YOUR OBJECTIVE: Copy out all of the data below exactly, so that no word differs from the original.

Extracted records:
[Start of Attachment]

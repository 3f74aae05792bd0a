use std::collections::BTreeMap;

use serde::{Deserialize, Serialize};
use thiserror::Error;

use crate::constants::{BACK_RANK, SQUARES};
use crate::types::{Color, Piece, PieceType, Square};

#[derive(Debug, Error, Clone, PartialEq, Eq)]
pub enum BoardError {
    #[error("square out of bounds")]
    OutOfBounds,
    #[error("invalid board key `{0}`")]
    InvalidKey(String),
    #[error("unknown color `{0}`")]
    UnknownColor(String),
    #[error("unknown piece kind `{0}`")]
    UnknownPiece(String),
    #[error("piece kind `{0}` cannot be held in hand")]
    NotDroppable(String),
}

type CellMap = BTreeMap<String, BTreeMap<String, Option<Piece>>>;
type HandMap = BTreeMap<String, BTreeMap<String, u8>>;

/// 9x9 grid addressed by 1-based rank and file.
#[derive(Debug, Clone, Copy, PartialEq, Eq, Hash, Serialize, Deserialize)]
#[serde(into = "CellMap", try_from = "CellMap")]
pub struct Board {
    cells: [[Option<Piece>; 9]; 9],
}

impl Board {
    pub fn new() -> Self {
        let mut board = Self::empty();
        board.setup_starting_position();
        board
    }

    pub const fn empty() -> Self {
        Self {
            cells: [[None; 9]; 9],
        }
    }

    pub fn get(&self, square: Square) -> Option<Piece> {
        let (r, f) = square_coords(square)?;
        self.cells[r][f]
    }

    /// Bounds-checked lookup by raw coordinates.
    pub fn at(&self, rank: u8, file: u8) -> Option<Piece> {
        Square::new(rank, file).and_then(|square| self.get(square))
    }

    pub fn put(&mut self, piece: Piece, square: Square) -> Result<Option<Piece>, BoardError> {
        let (r, f) = square_coords(square).ok_or(BoardError::OutOfBounds)?;
        Ok(self.cells[r][f].replace(piece))
    }

    pub fn remove(&mut self, square: Square) -> Result<Option<Piece>, BoardError> {
        let (r, f) = square_coords(square).ok_or(BoardError::OutOfBounds)?;
        Ok(self.cells[r][f].take())
    }

    pub fn is_empty(&self, square: Square) -> bool {
        self.get(square).is_none()
    }

    pub fn pieces(&self) -> impl Iterator<Item = (Square, Piece)> + '_ {
        SQUARES
            .into_iter()
            .filter_map(|square| self.get(square).map(|piece| (square, piece)))
    }

    fn setup_starting_position(&mut self) {
        for (idx, kind) in BACK_RANK.into_iter().enumerate() {
            self.cells[0][idx] = Some(Piece::new(kind, Color::Sente));
            self.cells[8][idx] = Some(Piece::new(kind, Color::Gote));
            self.cells[2][idx] = Some(Piece::new(PieceType::Pawn, Color::Sente));
            self.cells[6][idx] = Some(Piece::new(PieceType::Pawn, Color::Gote));
        }
        self.cells[1][1] = Some(Piece::new(PieceType::Bishop, Color::Sente));
        self.cells[1][7] = Some(Piece::new(PieceType::Rook, Color::Sente));
        self.cells[7][1] = Some(Piece::new(PieceType::Rook, Color::Gote));
        self.cells[7][7] = Some(Piece::new(PieceType::Bishop, Color::Gote));
    }
}

impl Default for Board {
    fn default() -> Self {
        Self::new()
    }
}

impl From<Board> for CellMap {
    fn from(board: Board) -> Self {
        let mut ranks = CellMap::new();
        for rank in 1..=9u8 {
            let files = (1..=9u8)
                .map(|file| (file.to_string(), board.at(rank, file)))
                .collect();
            ranks.insert(rank.to_string(), files);
        }
        ranks
    }
}

impl TryFrom<CellMap> for Board {
    type Error = BoardError;

    fn try_from(ranks: CellMap) -> Result<Self, Self::Error> {
        let mut board = Self::empty();
        for (rank_key, files) in ranks {
            let rank = parse_coordinate(&rank_key)?;
            for (file_key, cell) in files {
                let file = parse_coordinate(&file_key)?;
                if let Some(piece) = cell {
                    board.put(piece, Square::new_unchecked(rank, file))?;
                }
            }
        }
        Ok(board)
    }
}

/// Pieces in hand, per color and droppable kind.
#[derive(Debug, Clone, Copy, PartialEq, Eq, Hash, Default, Serialize, Deserialize)]
#[serde(into = "HandMap", try_from = "HandMap")]
pub struct Hand {
    counts: [[u8; 7]; 2],
}

impl Hand {
    pub const fn empty() -> Self {
        Self { counts: [[0; 7]; 2] }
    }

    pub fn count(&self, color: Color, kind: PieceType) -> u8 {
        kind.hand_index()
            .map(|idx| self.counts[color.index()][idx])
            .unwrap_or(0)
    }

    pub fn set(&mut self, color: Color, kind: PieceType, count: u8) -> Result<(), BoardError> {
        let idx = kind
            .hand_index()
            .ok_or_else(|| BoardError::NotDroppable(kind.name().to_string()))?;
        self.counts[color.index()][idx] = count;
        Ok(())
    }

    /// Adds a captured piece, demoted. Royal pieces are discarded.
    pub fn add(&mut self, color: Color, kind: PieceType) {
        if let Some(idx) = kind.demote().hand_index() {
            let slot = &mut self.counts[color.index()][idx];
            *slot = slot.saturating_add(1);
        }
    }

    /// Takes one piece out of the hand, returning whether one was there.
    pub fn take(&mut self, color: Color, kind: PieceType) -> bool {
        let Some(idx) = kind.hand_index() else {
            return false;
        };
        let slot = &mut self.counts[color.index()][idx];
        if *slot == 0 {
            return false;
        }
        *slot -= 1;
        true
    }

    pub fn total(&self, color: Color) -> u32 {
        self.counts[color.index()].iter().map(|&n| u32::from(n)).sum()
    }

    /// Held kinds with their counts, weakest first.
    pub fn held(&self, color: Color) -> impl Iterator<Item = (PieceType, u8)> + '_ {
        PieceType::HAND
            .into_iter()
            .map(move |kind| (kind, self.count(color, kind)))
            .filter(|&(_, count)| count > 0)
    }
}

impl From<Hand> for HandMap {
    fn from(hand: Hand) -> Self {
        Color::ALL
            .into_iter()
            .map(|color| {
                let kinds = PieceType::HAND
                    .into_iter()
                    .map(|kind| (kind.name().to_string(), hand.count(color, kind)))
                    .collect();
                (color.name().to_string(), kinds)
            })
            .collect()
    }
}

impl TryFrom<HandMap> for Hand {
    type Error = BoardError;

    fn try_from(map: HandMap) -> Result<Self, Self::Error> {
        let mut hand = Self::empty();
        for (color_key, kinds) in map {
            let color =
                Color::from_name(&color_key).ok_or(BoardError::UnknownColor(color_key))?;
            for (kind_key, count) in kinds {
                let kind =
                    PieceType::from_name(&kind_key).ok_or(BoardError::UnknownPiece(kind_key))?;
                hand.set(color, kind, count)?;
            }
        }
        Ok(hand)
    }
}

pub fn square_index(square: Square) -> Option<usize> {
    let (r, f) = square_coords(square)?;
    Some(r * 9 + f)
}

fn square_coords(square: Square) -> Option<(usize, usize)> {
    if !(1..=9).contains(&square.rank) || !(1..=9).contains(&square.file) {
        return None;
    }
    Some((usize::from(square.rank - 1), usize::from(square.file - 1)))
}

fn parse_coordinate(key: &str) -> Result<u8, BoardError> {
    key.parse::<u8>()
        .ok()
        .filter(|n| (1..=9).contains(n))
        .ok_or_else(|| BoardError::InvalidKey(key.to_string()))
}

[End of Attachment]

TASK RESULT:
repository 3f74aae05792bd0a
use std::collections::BTreeMap;

use serde::{Deserialize, Serialize};
use thiserror::Error;

use crate::constants::{BACK_RANK, SQUARES};
use crate::types::{Color, Piece, PieceType, Square};

#[derive(Debug, Error, Clone, PartialEq, Eq)]
pub enum BoardError {
    #[error("square out of bounds")]
    OutOfBounds,
    #[error("invalid board key `{0}`")]
    InvalidKey(String),
    #[error("unknown color `{0}`")]
    UnknownColor(String),
    #[error("unknown piece kind `{0}`")]
    UnknownPiece(String),
    #[error("piece kind `{0}` cannot be held in hand")]
    NotDroppable(String),
}

type CellMap = BTreeMap<String, BTreeMap<String, Option<Piece>>>;
type HandMap = BTreeMap<String, BTreeMap<String, u8>>;

/// 9x9 grid addressed by 1-based rank and file.
#[derive(Debug, Clone, Copy, PartialEq, Eq, Hash, Serialize, Deserialize)]
#[serde(into = "CellMap", try_from = "CellMap")]
pub struct Board {
    cells: [[Option<Piece>; 9]; 9],
}

impl Board {
    pub fn new() -> Self {
        let mut board = Self::empty();
        board.setup_starting_position();
        board
    }

    pub const fn empty() -> Self {
        Self {
            cells: [[None; 9]; 9],
        }
    }

    pub fn get(&self, square: Square) -> Option<Piece> {
        let (r, f) = square_coords(square)?;
        self.cells[r][f]
    }

    /// Bounds-checked lookup by raw coordinates.
    pub fn at(&self, rank: u8, file: u8) -> Option<Piece> {
        Square::new(rank, file).and_then(|square| self.get(square))
    }

    pub fn put(&mut self, piece: Piece, square: Square) -> Result<Option<Piece>, BoardError> {
        let (r, f) = square_coords(square).ok_or(BoardError::OutOfBounds)?;
        Ok(self.cells[r][f].replace(piece))
    }

    pub fn remove(&mut self, square: Square) -> Result<Option<Piece>, BoardError> {
        let (r, f) = square_coords(square).ok_or(BoardError::OutOfBounds)?;
        Ok(self.cells[r][f].take())
    }

    pub fn is_empty(&self, square: Square) -> bool {
        self.get(square).is_none()
    }

    pub fn pieces(&self) -> impl Iterator<Item = (Square, Piece)> + '_ {
        SQUARES
            .into_iter()
            .filter_map(|square| self.get(square).map(|piece| (square, piece)))
    }

    fn setup_starting_position(&mut self) {
        for (idx, kind) in BACK_RANK.into_iter().enumerate() {
            self.cells[0][idx] = Some(Piece::new(kind, Color::Sente));
            self.cells[8][idx] = Some(Piece::new(kind, Color::Gote));
            self.cells[2][idx] = Some(Piece::new(PieceType::Pawn, Color::Sente));
            self.cells[6][idx] = Some(Piece::new(PieceType::Pawn, Color::Gote));
        }
        self.cells[1][1] = Some(Piece::new(PieceType::Bishop, Color::Sente));
        self.cells[1][7] = Some(Piece::new(PieceType::Rook, Color::Sente));
        self.cells[7][1] = Some(Piece::new(PieceType::Rook, Color::Gote));
        self.cells[7][7] = Some(Piece::new(PieceType::Bishop, Color::Gote));
    }
}

impl Default for Board {
    fn default() -> Self {
        Self::new()
    }
}

impl From<Board> for CellMap {
    fn from(board: Board) -> Self {
        let mut ranks = CellMap::new();
        for rank in 1..=9u8 {
            let files = (1..=9u8)
                .map(|file| (file.to_string(), board.at(rank, file)))
                .collect();
            ranks.insert(rank.to_string(), files);
        }
        ranks
    }
}

impl TryFrom<CellMap> for Board {
    type Error = BoardError;

    fn try_from(ranks: CellMap) -> Result<Self, Self::Error> {
        let mut board = Self::empty();
        for (rank_key, files) in ranks {
            let rank = parse_coordinate(&rank_key)?;
            for (file_key, cell) in files {
                let file = parse_coordinate(&file_key)?;
                if let Some(piece) = cell {
                    board.put(piece, Square::new_unchecked(rank, file))?;
                }
            }
        }
        Ok(board)
    }
}

/// Pieces in hand, per color and droppable kind.
#[derive(Debug, Clone, Copy, PartialEq, Eq, Hash, Default, Serialize, Deserialize)]
#[serde(into = "HandMap", try_from = "HandMap")]
pub struct Hand {
    counts: [[u8; 7]; 2],
}

impl Hand {
    pub const fn empty() -> Self {
        Self { counts: [[0; 7]; 2] }
    }

    pub fn count(&self, color: Color, kind: PieceType) -> u8 {
        kind.hand_index()
            .map(|idx| self.counts[color.index()][idx])
            .unwrap_or(0)
    }

    pub fn set(&mut self, color: Color, kind: PieceType, count: u8) -> Result<(), BoardError> {
        let idx = kind
            .hand_index()
            .ok_or_else(|| BoardError::NotDroppable(kind.name().to_string()))?;
        self.counts[color.index()][idx] = count;
        Ok(())
    }

    /// Adds a captured piece, demoted. Royal pieces are discarded.
    pub fn add(&mut self, color: Color, kind: PieceType) {
        if let Some(idx) = kind.demote().hand_index() {
            let slot = &mut self.counts[color.index()][idx];
            *slot = slot.saturating_add(1);
        }
    }

    /// Takes one piece out of the hand, returning whether one was there.
    pub fn take(&mut self, color: Color, kind: PieceType) -> bool {
        let Some(idx) = kind.hand_index() else {
            return false;
        };
        let slot = &mut self.counts[color.index()][idx];
        if *slot == 0 {
            return false;
        }
        *slot -= 1;
        true
    }

    pub fn total(&self, color: Color) -> u32 {
        self.counts[color.index()].iter().map(|&n| u32::from(n)).sum()
    }

    /// Held kinds with their counts, weakest first.
    pub fn held(&self, color: Color) -> impl Iterator<Item = (PieceType, u8)> + '_ {
        PieceType::HAND
            .into_iter()
            .map(move |kind| (kind, self.count(color, kind)))
            .filter(|&(_, count)| count > 0)
    }
}

impl From<Hand> for HandMap {
    fn from(hand: Hand) -> Self {
        Color::ALL
            .into_iter()
            .map(|color| {
                let kinds = PieceType::HAND
                    .into_iter()
                    .map(|kind| (kind.name().to_string(), hand.count(color, kind)))
                    .collect();
                (color.name().to_string(), kinds)
            })
            .collect()
    }
}

impl TryFrom<HandMap> for Hand {
    type Error = BoardError;

    fn try_from(map: HandMap) -> Result<Self, Self::Error> {
        let mut hand = Self::empty();
        for (color_key, kinds) in map {
            let color =
                Color::from_name(&color_key).ok_or(BoardError::UnknownColor(color_key))?;
            for (kind_key, count) in kinds {
                let kind =
                    PieceType::from_name(&kind_key).ok_or(BoardError::UnknownPiece(kind_key))?;
                hand.set(color, kind, count)?;
            }
        }
        Ok(hand)
    }
}

pub fn square_index(square: Square) -> Option<usize> {
    let (r, f) = square_coords(square)?;
    Some(r * 9 + f)
}

fn square_coords(square: Square) -> Option<(usize, usize)> {
    if !(1..=9).contains(&square.rank) || !(1..=9).contains(&square.file) {
        return None;
    }
    Some((usize::from(square.rank - 1), usize::from(square.file - 1)))
}

fn parse_coordinate(key: &str) -> Result<u8, BoardError> {
    key.parse::<u8>()
        .ok()
        .filter(|n| (1..=9).contains(n))
        .ok_or_else(|| BoardError::InvalidKey(key.to_string()))
}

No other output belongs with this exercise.